# Saved data entries
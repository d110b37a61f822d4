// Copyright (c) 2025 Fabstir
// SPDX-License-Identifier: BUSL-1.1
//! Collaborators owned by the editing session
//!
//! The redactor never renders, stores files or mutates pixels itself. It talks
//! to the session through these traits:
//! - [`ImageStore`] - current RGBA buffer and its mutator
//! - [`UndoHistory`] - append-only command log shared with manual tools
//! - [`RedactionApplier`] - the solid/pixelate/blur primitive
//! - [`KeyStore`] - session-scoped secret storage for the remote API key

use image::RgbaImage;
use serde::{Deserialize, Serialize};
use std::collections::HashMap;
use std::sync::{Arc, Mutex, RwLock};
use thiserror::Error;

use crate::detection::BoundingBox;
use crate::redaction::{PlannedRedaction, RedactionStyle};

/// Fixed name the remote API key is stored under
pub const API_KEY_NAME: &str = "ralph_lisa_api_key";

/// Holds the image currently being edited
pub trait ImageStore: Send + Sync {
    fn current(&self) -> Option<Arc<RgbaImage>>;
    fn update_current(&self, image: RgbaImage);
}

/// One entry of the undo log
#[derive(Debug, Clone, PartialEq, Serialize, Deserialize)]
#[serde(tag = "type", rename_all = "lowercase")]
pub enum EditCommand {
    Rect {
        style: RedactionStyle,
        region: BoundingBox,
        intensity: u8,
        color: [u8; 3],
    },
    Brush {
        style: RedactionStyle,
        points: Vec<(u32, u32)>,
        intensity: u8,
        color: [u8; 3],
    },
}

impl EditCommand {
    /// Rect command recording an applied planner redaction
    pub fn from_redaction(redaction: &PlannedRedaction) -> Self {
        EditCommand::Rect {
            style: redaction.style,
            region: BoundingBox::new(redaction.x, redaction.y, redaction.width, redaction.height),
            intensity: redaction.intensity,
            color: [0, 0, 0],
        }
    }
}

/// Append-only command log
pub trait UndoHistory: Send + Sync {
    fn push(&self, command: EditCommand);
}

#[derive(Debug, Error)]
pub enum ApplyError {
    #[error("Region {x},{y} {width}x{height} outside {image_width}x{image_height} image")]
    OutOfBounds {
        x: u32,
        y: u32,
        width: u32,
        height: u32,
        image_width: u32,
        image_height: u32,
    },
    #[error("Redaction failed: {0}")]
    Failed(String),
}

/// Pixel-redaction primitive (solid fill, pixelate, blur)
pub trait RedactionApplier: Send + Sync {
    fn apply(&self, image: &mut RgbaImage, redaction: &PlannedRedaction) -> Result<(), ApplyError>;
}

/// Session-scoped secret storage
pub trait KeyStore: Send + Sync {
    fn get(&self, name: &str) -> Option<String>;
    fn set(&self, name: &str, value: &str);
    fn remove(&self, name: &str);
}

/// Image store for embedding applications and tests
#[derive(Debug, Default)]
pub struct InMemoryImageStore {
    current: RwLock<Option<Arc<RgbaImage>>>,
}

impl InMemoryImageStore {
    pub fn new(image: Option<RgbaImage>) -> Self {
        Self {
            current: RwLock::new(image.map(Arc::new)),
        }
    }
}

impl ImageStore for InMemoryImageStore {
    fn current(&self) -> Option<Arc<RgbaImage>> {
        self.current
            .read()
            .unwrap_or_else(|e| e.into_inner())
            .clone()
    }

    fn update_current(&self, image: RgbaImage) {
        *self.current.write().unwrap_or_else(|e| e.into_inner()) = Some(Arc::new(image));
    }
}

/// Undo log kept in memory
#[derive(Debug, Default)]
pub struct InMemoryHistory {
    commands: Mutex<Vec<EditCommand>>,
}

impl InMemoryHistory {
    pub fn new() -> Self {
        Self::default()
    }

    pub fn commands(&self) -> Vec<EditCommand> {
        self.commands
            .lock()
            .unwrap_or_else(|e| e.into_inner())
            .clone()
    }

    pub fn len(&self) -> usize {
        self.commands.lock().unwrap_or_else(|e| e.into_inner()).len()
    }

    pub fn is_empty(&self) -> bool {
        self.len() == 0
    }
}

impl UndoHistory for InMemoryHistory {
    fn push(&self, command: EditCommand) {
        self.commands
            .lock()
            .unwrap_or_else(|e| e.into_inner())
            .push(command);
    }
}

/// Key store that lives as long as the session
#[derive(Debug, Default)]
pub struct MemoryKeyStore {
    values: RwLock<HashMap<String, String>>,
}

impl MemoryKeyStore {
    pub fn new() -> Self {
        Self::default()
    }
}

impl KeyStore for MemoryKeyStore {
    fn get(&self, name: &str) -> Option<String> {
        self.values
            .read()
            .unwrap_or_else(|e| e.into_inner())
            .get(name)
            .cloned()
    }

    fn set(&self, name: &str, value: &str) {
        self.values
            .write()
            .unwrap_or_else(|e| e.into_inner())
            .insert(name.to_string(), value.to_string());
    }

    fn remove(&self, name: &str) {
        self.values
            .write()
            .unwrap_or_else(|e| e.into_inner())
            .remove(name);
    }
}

* * *

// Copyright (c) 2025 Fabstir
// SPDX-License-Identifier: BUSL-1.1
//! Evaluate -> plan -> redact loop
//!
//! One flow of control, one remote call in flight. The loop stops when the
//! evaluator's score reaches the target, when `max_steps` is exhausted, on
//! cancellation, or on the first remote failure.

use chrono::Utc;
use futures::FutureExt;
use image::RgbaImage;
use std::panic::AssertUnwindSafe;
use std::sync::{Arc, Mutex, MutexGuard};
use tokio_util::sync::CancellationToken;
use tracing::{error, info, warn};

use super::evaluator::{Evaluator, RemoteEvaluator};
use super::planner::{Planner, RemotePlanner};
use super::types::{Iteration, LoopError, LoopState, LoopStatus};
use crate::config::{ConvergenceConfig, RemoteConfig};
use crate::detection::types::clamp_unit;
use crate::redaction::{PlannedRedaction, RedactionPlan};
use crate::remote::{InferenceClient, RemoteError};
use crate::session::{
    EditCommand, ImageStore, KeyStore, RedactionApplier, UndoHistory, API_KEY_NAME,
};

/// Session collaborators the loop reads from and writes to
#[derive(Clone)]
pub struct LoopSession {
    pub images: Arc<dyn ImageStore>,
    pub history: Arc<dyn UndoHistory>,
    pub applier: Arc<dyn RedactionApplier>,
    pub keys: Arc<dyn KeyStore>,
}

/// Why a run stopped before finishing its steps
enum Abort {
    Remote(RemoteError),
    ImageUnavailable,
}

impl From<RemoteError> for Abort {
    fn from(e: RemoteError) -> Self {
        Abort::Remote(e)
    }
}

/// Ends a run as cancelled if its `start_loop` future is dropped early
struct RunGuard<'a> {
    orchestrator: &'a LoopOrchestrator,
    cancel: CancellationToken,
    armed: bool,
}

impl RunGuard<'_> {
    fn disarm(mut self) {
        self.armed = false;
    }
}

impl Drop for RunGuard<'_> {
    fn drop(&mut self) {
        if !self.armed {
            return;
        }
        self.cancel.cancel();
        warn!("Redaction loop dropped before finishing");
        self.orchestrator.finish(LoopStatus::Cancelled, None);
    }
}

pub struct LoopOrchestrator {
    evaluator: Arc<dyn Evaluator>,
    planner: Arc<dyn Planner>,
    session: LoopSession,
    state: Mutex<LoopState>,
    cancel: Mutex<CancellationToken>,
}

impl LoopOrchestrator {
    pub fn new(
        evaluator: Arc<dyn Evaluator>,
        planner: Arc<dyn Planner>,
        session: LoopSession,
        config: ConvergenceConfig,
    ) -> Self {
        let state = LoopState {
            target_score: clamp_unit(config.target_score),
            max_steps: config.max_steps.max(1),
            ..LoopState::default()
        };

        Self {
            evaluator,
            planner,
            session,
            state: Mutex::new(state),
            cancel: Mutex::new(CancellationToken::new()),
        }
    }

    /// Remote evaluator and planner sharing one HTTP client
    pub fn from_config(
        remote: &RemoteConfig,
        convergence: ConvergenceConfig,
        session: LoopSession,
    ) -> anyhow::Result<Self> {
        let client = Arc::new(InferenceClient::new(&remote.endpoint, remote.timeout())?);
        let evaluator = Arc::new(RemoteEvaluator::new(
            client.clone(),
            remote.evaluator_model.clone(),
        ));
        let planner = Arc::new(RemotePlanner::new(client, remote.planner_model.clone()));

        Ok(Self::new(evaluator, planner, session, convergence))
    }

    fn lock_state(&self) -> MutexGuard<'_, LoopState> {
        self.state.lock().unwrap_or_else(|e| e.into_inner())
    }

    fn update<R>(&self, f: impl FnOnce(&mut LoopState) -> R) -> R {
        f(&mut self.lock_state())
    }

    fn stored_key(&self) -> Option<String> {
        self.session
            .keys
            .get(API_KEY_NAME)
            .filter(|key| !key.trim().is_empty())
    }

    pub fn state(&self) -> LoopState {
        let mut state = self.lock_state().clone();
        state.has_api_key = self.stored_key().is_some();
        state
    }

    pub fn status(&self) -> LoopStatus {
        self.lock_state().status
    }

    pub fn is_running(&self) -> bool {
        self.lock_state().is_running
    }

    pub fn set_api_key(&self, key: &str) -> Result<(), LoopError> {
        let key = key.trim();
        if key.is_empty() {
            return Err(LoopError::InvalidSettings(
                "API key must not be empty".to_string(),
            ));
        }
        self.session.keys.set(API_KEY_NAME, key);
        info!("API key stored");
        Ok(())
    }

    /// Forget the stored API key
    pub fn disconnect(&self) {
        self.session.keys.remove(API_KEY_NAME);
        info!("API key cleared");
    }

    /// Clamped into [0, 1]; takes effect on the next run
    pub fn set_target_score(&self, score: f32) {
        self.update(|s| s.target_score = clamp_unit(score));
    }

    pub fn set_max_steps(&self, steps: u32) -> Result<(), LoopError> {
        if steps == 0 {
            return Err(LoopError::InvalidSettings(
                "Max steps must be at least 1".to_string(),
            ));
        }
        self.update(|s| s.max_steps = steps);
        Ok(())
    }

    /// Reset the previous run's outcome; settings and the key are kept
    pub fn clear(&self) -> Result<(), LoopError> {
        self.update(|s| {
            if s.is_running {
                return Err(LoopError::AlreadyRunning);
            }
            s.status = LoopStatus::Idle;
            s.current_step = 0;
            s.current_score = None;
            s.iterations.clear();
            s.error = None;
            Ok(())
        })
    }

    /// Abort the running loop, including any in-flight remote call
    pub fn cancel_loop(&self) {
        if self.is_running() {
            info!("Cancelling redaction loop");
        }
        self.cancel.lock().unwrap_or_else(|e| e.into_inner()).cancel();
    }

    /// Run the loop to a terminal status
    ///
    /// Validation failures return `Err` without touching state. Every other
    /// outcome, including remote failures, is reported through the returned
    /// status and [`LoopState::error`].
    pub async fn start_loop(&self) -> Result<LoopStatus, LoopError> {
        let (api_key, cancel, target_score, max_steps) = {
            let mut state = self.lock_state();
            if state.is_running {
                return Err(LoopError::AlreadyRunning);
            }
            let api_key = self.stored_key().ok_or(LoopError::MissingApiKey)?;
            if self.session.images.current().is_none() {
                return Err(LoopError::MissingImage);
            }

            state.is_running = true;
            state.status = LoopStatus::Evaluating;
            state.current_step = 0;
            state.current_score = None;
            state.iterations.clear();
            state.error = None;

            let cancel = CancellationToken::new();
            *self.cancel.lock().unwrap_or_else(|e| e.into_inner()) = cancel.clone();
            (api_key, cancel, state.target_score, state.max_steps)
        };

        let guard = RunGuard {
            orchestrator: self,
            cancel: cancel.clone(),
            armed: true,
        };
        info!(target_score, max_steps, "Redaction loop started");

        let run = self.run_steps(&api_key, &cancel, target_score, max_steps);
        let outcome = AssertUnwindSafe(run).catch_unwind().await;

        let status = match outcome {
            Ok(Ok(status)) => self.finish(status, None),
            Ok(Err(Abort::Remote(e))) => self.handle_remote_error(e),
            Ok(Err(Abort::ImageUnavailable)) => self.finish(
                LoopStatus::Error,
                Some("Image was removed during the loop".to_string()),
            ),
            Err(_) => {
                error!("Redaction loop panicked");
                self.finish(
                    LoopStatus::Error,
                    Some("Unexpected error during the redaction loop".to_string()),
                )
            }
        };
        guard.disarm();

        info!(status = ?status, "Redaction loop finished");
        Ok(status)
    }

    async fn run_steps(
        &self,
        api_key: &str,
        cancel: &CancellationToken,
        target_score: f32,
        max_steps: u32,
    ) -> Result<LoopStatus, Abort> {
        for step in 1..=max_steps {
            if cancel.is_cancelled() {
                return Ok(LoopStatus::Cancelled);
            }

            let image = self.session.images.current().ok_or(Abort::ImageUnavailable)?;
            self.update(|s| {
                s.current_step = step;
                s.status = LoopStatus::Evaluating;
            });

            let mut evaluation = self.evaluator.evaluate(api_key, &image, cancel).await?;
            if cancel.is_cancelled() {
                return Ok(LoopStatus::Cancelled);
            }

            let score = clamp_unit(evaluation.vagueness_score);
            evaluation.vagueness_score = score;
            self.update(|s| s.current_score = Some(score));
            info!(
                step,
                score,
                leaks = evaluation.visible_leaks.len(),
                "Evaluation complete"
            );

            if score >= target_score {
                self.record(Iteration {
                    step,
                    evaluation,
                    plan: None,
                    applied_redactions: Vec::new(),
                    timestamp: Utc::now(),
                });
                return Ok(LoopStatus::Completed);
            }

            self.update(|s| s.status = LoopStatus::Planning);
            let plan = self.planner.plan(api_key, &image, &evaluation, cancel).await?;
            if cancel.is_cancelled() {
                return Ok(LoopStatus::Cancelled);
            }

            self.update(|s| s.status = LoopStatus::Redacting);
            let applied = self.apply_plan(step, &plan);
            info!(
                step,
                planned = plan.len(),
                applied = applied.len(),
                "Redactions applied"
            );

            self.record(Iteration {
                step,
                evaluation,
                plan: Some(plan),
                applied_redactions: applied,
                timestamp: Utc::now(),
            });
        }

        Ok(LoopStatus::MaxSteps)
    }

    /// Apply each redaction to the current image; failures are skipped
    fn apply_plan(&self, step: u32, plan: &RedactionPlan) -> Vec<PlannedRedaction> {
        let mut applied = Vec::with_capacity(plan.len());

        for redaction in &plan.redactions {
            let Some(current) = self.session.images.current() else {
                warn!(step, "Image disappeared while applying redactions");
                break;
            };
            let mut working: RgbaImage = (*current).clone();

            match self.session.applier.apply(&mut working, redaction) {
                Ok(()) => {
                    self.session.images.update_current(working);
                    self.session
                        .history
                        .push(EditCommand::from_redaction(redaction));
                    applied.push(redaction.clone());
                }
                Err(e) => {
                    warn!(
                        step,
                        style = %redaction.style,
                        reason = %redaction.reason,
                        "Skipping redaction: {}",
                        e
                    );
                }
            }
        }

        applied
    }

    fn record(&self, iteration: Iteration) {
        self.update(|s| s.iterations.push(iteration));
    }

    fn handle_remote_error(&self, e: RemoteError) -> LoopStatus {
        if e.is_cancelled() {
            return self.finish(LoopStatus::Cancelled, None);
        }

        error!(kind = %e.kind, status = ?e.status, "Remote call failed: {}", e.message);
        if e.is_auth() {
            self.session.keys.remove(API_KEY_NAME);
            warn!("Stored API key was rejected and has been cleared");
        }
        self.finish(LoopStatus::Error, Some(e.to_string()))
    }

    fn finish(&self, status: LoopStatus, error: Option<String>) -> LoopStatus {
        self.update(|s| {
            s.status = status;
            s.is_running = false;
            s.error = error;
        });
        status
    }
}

==

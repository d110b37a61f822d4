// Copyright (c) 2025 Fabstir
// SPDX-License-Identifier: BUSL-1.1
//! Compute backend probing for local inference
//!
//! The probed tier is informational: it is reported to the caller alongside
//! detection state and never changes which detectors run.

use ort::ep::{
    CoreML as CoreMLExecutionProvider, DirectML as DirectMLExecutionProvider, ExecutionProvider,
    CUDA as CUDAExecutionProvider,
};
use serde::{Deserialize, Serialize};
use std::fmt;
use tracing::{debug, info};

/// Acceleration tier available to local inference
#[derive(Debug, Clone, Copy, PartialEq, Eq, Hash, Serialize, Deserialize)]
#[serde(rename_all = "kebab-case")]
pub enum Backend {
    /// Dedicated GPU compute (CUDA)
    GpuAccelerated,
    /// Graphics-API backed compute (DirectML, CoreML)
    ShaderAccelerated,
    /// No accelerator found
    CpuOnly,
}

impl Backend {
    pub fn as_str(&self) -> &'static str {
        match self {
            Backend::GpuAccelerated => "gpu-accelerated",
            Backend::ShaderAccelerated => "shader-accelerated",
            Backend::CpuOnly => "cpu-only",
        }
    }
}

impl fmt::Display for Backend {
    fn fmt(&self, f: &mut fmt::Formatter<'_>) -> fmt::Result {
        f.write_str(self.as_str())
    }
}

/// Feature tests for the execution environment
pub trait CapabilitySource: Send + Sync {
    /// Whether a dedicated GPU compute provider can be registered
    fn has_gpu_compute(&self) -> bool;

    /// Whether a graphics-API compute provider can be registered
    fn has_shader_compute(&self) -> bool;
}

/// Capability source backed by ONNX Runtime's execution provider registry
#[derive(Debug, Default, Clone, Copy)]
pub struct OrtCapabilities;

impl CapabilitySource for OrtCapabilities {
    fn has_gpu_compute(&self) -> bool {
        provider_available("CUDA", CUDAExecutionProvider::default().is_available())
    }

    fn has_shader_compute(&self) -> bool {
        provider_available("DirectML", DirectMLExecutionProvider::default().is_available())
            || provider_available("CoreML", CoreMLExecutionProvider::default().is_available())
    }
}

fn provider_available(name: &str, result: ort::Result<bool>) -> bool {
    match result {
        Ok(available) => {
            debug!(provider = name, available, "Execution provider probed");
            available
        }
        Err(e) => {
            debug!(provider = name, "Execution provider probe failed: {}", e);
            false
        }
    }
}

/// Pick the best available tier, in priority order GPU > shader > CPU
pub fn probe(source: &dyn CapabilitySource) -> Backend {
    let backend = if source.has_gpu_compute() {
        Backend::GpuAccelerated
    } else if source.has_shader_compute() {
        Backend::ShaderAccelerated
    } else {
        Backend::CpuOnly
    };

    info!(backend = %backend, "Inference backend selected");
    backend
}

# YOUR GOAL
Please show each line in the records above that contains "UndoHistory".

# RESPONSE TO THE EXERCISE
//! - [`UndoHistory`] - append-only command log shared with manual tools
pub trait UndoHistory: Send + Sync {
impl UndoHistory for InMemoryHistory {
    EditCommand, ImageStore, KeyStore, RedactionApplier, UndoHistory, API_KEY_NAME,
    pub history: Arc<dyn UndoHistory>,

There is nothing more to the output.